Exercise details:
What you produce should be every line from the data that includes "score".

Input:
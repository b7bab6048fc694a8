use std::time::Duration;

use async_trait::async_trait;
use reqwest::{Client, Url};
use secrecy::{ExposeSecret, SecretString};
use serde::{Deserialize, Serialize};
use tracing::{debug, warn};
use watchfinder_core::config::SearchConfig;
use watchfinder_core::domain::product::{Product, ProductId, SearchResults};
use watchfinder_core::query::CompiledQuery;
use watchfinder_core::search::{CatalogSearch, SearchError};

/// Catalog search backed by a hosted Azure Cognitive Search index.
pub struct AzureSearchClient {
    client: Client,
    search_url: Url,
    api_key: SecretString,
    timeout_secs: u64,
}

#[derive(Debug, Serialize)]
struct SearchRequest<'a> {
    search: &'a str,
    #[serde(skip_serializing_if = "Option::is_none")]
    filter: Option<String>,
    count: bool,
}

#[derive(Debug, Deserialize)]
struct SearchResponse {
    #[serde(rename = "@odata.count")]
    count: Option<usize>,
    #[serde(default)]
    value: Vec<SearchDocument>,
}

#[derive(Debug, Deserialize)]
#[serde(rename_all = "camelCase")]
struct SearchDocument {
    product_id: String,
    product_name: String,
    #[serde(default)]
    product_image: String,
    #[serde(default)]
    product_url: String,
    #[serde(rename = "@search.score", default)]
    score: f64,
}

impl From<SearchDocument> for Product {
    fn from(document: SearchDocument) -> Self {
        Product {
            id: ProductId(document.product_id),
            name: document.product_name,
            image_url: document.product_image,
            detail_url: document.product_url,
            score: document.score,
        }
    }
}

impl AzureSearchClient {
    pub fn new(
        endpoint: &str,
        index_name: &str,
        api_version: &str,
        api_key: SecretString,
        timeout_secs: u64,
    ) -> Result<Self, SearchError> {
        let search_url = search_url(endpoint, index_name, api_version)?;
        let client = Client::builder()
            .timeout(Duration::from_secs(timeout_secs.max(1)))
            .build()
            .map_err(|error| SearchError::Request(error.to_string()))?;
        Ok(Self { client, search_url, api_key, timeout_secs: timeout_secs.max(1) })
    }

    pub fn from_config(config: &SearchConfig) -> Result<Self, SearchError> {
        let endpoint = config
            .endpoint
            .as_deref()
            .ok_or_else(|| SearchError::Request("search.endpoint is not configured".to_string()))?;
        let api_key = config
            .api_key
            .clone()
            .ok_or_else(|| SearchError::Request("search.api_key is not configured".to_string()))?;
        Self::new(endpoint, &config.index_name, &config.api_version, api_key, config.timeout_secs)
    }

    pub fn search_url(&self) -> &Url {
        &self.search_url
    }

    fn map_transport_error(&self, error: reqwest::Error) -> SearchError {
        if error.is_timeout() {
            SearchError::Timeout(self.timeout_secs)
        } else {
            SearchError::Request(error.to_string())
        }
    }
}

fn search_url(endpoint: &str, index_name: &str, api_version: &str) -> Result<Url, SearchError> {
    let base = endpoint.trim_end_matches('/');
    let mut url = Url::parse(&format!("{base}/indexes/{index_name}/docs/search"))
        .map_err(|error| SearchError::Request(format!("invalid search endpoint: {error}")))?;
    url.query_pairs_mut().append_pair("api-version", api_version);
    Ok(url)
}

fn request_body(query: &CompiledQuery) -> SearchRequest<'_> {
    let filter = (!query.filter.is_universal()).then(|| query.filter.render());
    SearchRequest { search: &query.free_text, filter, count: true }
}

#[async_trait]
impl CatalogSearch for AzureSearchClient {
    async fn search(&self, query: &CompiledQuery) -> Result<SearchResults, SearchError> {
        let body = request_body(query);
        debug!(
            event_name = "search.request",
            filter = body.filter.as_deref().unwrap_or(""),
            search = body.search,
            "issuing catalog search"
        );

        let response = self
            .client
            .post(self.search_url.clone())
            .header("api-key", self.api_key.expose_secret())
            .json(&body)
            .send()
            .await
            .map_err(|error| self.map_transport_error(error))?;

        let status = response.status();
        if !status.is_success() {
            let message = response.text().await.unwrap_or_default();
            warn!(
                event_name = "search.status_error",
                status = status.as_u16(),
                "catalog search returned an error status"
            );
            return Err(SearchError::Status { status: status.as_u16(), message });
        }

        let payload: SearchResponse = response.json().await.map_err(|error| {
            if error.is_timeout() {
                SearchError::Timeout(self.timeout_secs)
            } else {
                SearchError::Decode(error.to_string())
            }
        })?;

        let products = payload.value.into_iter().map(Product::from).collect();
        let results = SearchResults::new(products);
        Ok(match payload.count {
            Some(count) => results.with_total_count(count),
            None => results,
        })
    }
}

==

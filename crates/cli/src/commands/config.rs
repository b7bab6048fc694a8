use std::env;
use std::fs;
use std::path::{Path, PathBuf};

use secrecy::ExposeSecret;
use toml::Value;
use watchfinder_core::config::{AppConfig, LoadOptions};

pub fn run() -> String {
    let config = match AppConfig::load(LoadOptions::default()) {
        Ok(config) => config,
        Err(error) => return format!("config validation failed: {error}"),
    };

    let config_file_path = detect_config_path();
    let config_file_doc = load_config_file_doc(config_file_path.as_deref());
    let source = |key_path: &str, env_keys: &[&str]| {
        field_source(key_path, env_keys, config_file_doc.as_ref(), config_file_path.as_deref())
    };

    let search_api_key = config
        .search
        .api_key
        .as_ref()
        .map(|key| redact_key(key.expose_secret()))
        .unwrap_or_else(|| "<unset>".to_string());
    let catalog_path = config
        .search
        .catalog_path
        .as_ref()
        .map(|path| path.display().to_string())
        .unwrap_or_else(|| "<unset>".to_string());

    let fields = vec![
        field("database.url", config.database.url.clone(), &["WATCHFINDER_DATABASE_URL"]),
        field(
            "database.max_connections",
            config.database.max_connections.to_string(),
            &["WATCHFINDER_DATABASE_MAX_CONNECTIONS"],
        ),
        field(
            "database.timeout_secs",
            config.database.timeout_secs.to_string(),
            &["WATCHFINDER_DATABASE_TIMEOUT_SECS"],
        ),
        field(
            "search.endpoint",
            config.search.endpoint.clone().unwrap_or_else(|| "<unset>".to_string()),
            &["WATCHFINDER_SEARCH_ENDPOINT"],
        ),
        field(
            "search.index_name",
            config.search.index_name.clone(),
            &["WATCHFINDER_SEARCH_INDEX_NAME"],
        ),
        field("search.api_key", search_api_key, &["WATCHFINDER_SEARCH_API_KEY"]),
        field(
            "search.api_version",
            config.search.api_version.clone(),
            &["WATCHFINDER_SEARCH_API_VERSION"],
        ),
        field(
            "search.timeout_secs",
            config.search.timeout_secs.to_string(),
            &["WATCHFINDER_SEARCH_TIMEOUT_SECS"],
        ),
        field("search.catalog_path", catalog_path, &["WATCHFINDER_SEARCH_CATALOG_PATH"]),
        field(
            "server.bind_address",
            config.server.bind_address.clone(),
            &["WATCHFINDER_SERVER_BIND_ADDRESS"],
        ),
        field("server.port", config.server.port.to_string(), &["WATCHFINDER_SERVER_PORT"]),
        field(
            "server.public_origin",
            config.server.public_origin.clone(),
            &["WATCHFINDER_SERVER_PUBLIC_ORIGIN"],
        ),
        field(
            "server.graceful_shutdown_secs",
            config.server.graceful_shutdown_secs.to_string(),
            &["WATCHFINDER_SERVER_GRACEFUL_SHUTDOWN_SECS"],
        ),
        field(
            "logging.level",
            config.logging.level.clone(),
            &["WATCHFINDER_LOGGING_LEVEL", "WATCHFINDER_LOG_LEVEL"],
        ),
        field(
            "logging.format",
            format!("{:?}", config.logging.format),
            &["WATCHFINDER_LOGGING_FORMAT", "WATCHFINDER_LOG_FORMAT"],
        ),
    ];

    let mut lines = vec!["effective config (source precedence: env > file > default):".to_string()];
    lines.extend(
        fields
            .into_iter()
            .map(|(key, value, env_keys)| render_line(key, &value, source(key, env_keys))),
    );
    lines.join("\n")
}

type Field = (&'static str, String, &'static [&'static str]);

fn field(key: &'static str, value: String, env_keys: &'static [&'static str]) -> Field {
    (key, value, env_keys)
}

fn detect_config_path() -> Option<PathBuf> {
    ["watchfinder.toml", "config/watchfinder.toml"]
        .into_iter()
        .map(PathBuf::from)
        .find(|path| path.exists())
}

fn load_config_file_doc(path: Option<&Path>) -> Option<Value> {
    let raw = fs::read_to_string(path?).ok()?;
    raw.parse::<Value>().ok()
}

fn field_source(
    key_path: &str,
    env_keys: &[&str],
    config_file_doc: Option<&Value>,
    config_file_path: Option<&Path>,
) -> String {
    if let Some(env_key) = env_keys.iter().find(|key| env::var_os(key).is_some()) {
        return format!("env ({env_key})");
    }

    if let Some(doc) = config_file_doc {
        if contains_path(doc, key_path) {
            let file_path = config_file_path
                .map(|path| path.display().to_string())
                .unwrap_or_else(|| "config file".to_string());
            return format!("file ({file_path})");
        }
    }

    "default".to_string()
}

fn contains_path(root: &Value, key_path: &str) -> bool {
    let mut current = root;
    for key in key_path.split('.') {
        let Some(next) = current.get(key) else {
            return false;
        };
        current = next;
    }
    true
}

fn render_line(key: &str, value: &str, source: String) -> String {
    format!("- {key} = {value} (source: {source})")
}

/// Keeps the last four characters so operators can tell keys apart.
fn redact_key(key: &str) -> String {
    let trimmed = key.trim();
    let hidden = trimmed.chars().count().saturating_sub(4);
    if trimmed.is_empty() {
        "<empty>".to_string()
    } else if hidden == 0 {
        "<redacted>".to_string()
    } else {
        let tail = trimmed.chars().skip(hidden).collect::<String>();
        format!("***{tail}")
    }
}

Problem solution:
    #[serde(rename = "@search.score", default)]
    score: f64,
            score: document.score,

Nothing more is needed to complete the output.